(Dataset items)
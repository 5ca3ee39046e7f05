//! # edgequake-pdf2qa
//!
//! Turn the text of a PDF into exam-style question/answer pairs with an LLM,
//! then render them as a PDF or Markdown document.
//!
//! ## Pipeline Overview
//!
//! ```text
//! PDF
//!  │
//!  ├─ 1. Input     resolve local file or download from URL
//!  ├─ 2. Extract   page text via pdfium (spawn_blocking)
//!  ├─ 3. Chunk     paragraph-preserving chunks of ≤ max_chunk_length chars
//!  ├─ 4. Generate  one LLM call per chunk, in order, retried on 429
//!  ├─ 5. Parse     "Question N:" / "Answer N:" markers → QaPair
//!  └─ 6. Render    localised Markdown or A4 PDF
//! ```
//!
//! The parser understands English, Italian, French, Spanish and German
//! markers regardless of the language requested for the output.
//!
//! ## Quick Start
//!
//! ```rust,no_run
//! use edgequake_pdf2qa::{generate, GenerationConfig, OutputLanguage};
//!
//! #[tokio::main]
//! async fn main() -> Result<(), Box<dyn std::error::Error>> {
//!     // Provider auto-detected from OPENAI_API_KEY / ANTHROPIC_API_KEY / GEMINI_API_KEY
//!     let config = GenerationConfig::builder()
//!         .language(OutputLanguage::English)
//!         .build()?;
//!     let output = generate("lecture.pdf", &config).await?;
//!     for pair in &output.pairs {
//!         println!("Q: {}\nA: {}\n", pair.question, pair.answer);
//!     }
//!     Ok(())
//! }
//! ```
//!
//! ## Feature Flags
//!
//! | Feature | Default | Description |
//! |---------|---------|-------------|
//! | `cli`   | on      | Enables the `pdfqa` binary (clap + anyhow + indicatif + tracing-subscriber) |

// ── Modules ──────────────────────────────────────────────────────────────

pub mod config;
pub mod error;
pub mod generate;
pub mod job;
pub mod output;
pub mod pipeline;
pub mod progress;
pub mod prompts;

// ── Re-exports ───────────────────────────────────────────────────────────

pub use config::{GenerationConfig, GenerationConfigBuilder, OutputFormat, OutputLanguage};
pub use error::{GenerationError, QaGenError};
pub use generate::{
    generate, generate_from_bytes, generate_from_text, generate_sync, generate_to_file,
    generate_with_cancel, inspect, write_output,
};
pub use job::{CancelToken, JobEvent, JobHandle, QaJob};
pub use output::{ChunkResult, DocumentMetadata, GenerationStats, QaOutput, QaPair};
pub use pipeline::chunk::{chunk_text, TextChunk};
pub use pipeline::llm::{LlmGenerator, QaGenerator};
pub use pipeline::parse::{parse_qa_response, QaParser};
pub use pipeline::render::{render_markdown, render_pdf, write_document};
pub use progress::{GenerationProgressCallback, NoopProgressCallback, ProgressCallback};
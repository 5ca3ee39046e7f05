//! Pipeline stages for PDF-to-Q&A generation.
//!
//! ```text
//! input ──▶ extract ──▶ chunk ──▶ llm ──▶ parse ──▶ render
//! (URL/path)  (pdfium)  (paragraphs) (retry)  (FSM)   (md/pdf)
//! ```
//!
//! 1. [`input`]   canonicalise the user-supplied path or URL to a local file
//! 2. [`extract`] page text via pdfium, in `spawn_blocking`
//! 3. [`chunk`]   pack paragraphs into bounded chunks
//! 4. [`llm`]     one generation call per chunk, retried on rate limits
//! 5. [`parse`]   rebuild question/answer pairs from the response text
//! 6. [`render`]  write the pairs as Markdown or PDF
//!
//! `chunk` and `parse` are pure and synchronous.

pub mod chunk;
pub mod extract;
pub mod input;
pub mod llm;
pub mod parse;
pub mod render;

How to complete this task → In the entries above, the lines between the one holding "for PDF-to-Q&A generation." and the one holding "pub mod chunk;", inclusive, are to be printed exactly as written, and those alone.

Answer to the problem →
//! Pipeline stages for PDF-to-Q&A generation.
//!
//! ```text
//! input ──▶ extract ──▶ chunk ──▶ llm ──▶ parse ──▶ render
//! (URL/path)  (pdfium)  (paragraphs) (retry)  (FSM)   (md/pdf)
//! ```
//!
//! 1. [`input`]   canonicalise the user-supplied path or URL to a local file
//! 2. [`extract`] page text via pdfium, in `spawn_blocking`
//! 3. [`chunk`]   pack paragraphs into bounded chunks
//! 4. [`llm`]     one generation call per chunk, retried on rate limits
//! 5. [`parse`]   rebuild question/answer pairs from the response text
//! 6. [`render`]  write the pairs as Markdown or PDF
//!
//! `chunk` and `parse` are pure and synchronous.

pub mod chunk;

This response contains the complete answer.